### EXERCISE DETAILS
Below are the records; locate each line with the word "CreateContainerOptions" and copy it.
BEGIN
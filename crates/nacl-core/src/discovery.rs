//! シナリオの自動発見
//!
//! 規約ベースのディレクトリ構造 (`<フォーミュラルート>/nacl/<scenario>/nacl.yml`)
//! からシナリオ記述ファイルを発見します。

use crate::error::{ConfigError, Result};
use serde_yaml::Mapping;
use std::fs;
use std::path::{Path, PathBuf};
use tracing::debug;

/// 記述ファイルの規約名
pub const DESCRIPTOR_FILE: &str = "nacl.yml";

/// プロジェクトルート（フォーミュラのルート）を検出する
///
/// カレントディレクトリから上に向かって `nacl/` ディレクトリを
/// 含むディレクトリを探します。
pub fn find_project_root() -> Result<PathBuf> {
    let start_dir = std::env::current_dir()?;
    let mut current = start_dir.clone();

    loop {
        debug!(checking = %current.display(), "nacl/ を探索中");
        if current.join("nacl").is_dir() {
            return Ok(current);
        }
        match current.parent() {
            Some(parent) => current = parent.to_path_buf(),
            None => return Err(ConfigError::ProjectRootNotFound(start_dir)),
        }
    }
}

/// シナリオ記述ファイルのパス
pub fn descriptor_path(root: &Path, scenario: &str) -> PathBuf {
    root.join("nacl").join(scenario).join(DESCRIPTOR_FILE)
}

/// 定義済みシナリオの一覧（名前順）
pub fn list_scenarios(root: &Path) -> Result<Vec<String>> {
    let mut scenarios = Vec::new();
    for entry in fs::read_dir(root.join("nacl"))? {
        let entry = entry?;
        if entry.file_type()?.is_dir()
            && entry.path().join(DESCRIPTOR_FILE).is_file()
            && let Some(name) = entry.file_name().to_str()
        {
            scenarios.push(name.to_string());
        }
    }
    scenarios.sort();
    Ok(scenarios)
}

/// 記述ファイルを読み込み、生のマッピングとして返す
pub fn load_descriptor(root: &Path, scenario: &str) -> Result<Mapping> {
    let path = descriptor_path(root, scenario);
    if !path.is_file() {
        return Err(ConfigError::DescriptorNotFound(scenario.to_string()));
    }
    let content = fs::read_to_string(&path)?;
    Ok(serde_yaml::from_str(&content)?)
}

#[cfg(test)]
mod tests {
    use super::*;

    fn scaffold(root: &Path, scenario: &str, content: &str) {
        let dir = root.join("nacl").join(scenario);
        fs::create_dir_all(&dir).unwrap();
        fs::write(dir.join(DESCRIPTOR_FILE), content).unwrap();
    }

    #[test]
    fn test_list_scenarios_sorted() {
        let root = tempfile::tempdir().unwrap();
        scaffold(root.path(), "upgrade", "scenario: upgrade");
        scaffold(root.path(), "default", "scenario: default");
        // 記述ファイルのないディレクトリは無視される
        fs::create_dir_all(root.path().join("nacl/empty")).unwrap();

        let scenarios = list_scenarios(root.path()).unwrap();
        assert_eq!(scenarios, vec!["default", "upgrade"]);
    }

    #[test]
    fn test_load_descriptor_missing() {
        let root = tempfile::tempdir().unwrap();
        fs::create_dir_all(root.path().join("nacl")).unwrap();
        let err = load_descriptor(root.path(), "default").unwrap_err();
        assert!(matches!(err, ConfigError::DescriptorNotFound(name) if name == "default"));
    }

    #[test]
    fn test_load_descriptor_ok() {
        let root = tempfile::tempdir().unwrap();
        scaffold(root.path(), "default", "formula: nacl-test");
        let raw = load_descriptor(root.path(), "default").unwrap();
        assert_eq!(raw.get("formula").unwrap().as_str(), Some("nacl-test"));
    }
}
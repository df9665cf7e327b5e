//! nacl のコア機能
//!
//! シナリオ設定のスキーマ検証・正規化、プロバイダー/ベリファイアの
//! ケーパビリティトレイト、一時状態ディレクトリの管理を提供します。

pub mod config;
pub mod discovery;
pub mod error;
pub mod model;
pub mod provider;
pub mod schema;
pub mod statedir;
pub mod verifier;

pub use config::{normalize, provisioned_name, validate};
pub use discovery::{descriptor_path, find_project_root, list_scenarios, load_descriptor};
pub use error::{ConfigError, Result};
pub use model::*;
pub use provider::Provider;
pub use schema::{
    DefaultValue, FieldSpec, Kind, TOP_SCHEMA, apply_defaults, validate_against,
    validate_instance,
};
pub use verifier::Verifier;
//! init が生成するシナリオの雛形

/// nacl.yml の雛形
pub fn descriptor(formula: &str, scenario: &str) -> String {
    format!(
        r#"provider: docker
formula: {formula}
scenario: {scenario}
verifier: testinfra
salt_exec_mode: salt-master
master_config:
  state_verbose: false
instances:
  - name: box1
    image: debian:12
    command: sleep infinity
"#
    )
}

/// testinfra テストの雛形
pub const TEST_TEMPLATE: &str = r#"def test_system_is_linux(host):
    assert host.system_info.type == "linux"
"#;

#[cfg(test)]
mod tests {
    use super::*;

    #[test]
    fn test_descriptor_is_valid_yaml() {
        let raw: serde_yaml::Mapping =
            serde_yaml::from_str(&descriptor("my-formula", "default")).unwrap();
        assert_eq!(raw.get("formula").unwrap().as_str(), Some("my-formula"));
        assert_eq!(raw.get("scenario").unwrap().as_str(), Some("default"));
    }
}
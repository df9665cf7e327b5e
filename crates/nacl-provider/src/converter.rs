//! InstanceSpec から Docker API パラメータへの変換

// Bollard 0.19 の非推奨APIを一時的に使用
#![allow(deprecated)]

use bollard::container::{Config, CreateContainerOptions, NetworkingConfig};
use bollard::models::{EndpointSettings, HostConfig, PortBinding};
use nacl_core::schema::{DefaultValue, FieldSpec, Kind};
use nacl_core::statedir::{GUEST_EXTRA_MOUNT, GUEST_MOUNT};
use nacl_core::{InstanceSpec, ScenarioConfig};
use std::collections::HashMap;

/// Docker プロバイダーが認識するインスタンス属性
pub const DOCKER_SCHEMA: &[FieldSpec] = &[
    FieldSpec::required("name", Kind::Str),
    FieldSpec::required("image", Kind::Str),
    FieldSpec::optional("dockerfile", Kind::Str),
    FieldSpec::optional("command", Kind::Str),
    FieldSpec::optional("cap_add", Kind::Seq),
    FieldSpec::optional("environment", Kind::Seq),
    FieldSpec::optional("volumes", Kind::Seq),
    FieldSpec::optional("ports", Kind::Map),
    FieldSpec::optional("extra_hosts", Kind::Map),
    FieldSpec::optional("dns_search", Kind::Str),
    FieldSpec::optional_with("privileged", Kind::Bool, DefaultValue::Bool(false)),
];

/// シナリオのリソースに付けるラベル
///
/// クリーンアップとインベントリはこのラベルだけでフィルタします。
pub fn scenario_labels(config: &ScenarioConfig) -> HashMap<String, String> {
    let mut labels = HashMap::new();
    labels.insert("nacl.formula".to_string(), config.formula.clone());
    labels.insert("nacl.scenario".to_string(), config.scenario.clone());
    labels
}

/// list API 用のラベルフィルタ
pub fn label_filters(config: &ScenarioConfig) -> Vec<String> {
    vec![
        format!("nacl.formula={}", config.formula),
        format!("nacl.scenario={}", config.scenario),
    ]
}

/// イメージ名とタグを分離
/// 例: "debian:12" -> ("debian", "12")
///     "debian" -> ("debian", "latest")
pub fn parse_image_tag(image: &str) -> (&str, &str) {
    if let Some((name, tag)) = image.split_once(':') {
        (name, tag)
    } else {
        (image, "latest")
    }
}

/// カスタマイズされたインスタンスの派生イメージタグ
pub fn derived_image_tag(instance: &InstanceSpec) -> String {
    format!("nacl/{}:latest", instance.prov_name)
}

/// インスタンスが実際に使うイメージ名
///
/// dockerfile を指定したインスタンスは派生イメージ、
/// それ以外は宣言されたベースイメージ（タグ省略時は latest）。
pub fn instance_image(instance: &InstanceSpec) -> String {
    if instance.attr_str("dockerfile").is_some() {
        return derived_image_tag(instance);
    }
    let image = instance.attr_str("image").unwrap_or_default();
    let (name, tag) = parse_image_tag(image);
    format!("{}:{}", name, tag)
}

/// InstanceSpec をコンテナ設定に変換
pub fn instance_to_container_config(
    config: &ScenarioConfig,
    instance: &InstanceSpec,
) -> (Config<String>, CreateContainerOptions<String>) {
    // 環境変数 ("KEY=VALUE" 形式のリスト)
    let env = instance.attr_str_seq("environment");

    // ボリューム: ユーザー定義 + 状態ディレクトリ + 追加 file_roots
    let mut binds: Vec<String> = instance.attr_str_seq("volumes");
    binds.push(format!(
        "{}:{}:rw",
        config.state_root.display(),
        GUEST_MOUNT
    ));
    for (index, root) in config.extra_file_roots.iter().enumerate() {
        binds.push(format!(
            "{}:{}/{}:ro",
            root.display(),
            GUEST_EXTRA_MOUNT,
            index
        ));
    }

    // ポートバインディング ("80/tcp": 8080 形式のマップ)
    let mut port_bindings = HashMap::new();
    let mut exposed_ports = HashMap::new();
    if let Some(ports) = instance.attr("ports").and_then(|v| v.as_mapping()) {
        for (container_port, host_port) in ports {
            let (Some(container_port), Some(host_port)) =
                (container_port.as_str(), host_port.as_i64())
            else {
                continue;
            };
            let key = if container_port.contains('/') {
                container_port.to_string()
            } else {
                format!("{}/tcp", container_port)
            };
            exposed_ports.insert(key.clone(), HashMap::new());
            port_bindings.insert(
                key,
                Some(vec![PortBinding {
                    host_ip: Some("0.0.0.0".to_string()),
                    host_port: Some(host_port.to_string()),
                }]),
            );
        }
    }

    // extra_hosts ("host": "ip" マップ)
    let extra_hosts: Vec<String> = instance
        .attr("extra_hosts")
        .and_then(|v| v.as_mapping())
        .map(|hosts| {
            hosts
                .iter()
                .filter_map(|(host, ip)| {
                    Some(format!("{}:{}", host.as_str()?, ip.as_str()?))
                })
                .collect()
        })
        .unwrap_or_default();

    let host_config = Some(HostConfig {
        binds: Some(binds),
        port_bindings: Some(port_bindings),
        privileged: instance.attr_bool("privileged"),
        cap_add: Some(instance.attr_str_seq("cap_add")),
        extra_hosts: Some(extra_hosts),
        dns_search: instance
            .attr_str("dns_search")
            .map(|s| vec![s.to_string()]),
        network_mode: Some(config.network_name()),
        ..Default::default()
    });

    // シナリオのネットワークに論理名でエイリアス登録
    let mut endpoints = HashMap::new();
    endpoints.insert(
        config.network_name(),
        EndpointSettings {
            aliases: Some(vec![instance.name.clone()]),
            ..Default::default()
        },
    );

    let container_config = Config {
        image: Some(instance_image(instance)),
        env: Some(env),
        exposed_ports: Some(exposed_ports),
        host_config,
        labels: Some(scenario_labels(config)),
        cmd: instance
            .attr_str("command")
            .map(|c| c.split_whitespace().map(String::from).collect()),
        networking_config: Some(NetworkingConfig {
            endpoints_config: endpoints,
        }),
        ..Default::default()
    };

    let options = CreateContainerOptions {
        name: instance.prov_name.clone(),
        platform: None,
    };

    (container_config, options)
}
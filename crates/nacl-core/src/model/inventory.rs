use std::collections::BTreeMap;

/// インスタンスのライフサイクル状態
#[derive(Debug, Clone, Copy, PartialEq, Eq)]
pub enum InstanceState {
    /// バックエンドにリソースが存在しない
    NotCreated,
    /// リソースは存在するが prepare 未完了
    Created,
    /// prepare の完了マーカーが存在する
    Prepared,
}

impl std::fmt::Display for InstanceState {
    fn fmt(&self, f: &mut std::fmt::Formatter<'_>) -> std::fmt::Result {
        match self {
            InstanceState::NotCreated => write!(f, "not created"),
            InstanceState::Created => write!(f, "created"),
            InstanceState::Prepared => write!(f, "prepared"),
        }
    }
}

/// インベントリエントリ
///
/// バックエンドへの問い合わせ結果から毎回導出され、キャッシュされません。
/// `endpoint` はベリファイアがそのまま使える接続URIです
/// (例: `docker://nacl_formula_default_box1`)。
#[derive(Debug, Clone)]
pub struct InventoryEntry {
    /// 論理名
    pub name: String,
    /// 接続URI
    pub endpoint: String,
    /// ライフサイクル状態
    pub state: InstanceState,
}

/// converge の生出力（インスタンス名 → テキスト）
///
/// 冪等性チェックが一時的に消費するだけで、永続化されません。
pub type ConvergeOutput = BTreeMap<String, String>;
END
### RESPONSE BELOW
use bollard::container::{Config, CreateContainerOptions, NetworkingConfig};
) -> (Config<String>, CreateContainerOptions<String>) {
    let options = CreateContainerOptions {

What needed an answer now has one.